Thanks for looking into this! I reinstalled and tried again with the newly updated repo, but I am still unable to visualize my own tracks.

I can however see the gene name now with the hg19 igv.js reference link you mentioned. Here's an updated screenshot:

Screen Shot 2019-07-07 at 5 35 58 PM

Just FYI, there weren't any errors in the console in Chrome Developer Tools and I can still see the same warning on my terminal window as before- [W::hts_idx_load2] The index file is older than the data file:PATH_TO_FILE/BH10281_1.bai

Let me know if you need more information or if there's anything I can do anything to help!

Best, MarkleLab .

jrobinso commented 5 years ago

That's strange, could you zip and attach the html file produced? You can email it to igvteam (at) broadinstitute.org if you don't want to attach it here.

FWIW this is the command line I tested

create_report test/searchMe.bed https://s3.amazonaws.com/igv.broadinstitute.org/genomes/seq/hg19/hg19.fasta --tracks https://s3.amazonaws.com/1000genomes/data/HG00096/alignment/HG00096.alt_bwamem_GRCh38DH.20150718.GBR.low_coverage.cram https://s3.amazonaws.com/igv.org.genomes/hg19/refGene.sorted.txt.gz --output test_viewer.html
jrobinso commented 5 years ago

One thought, this could be a chromosome name problem. igv.js does automatic mapping of chrX <-> X, etc, for you buy pysam does not.

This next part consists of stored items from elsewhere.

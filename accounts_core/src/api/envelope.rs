use serde::{Deserialize, Serialize};
use serde_json::{Map, Value};

/// Every response body from the API has this shape. `status` always matches
/// the HTTP status of the response it came in.
#[derive(Debug, Serialize, Deserialize, PartialEq, Eq, Clone)]
pub struct Envelope<T = Value> {
    /// HTTP status code
    pub status: u16,

    /// Human-readable summary of what happened
    pub message: String,

    /// The payload on success, or error detail on failure. Empty object when
    /// there's nothing to say.
    pub data: T,
}

impl Envelope {
    /// An envelope with an empty `data` object.
    pub fn empty(status: u16, message: impl Into<String>) -> Self {
        Self {
            status,
            message: message.into(),
            data: Value::Object(Map::new()),
        }
    }
}

impl<T> Envelope<T> {
    /// Construct a new envelope
    pub fn new(status: u16, message: impl Into<String>, data: T) -> Self {
        Self {
            status,
            message: message.into(),
            data,
        }
    }
}

#[cfg(test)]
mod test {
    use super::*;
    use serde_json::json;

    #[test]
    fn empty_serializes_data_as_object() {
        let envelope = Envelope::empty(403, "Not Authenticated!");

        assert_eq!(
            serde_json::to_value(&envelope).unwrap(),
            json!({"status": 403, "message": "Not Authenticated!", "data": {}})
        );
    }

    #[test]
    fn typed_data_deserializes_from_value_envelope() {
        let raw = json!({
            "status": 201,
            "message": "User registered successfully",
            "data": {"email": "a@x.com", "date_joined": "2024-01-02T03:04:05Z"},
        });

        let envelope: Envelope<crate::api::account::Account> =
            serde_json::from_value(raw).unwrap();

        assert_eq!(envelope.status, 201);
        assert_eq!(envelope.data.email, "a@x.com");
    }
}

If the chromosome naming convention of you bed file differs from the convention used in your BAM file this is exactly what you would see, because (for example) there are no alignments on "chrX", they are on "X".

MarkleLab commented 5 years ago

Yes, of course. Here's the zip with the HTML file output: test_viewer.html.zip

MarkleLab commented 5 years ago

And I tried the command your were working with and it works for me, but still no luck for my own data. I'm not sure if there is another naming convention in my BAM files, but I tried changing the chromosome from "chrX" to "X" like you mentioned in the BED file. That crashed the program and produced the following key error: KeyError: "sequence 'X' not present"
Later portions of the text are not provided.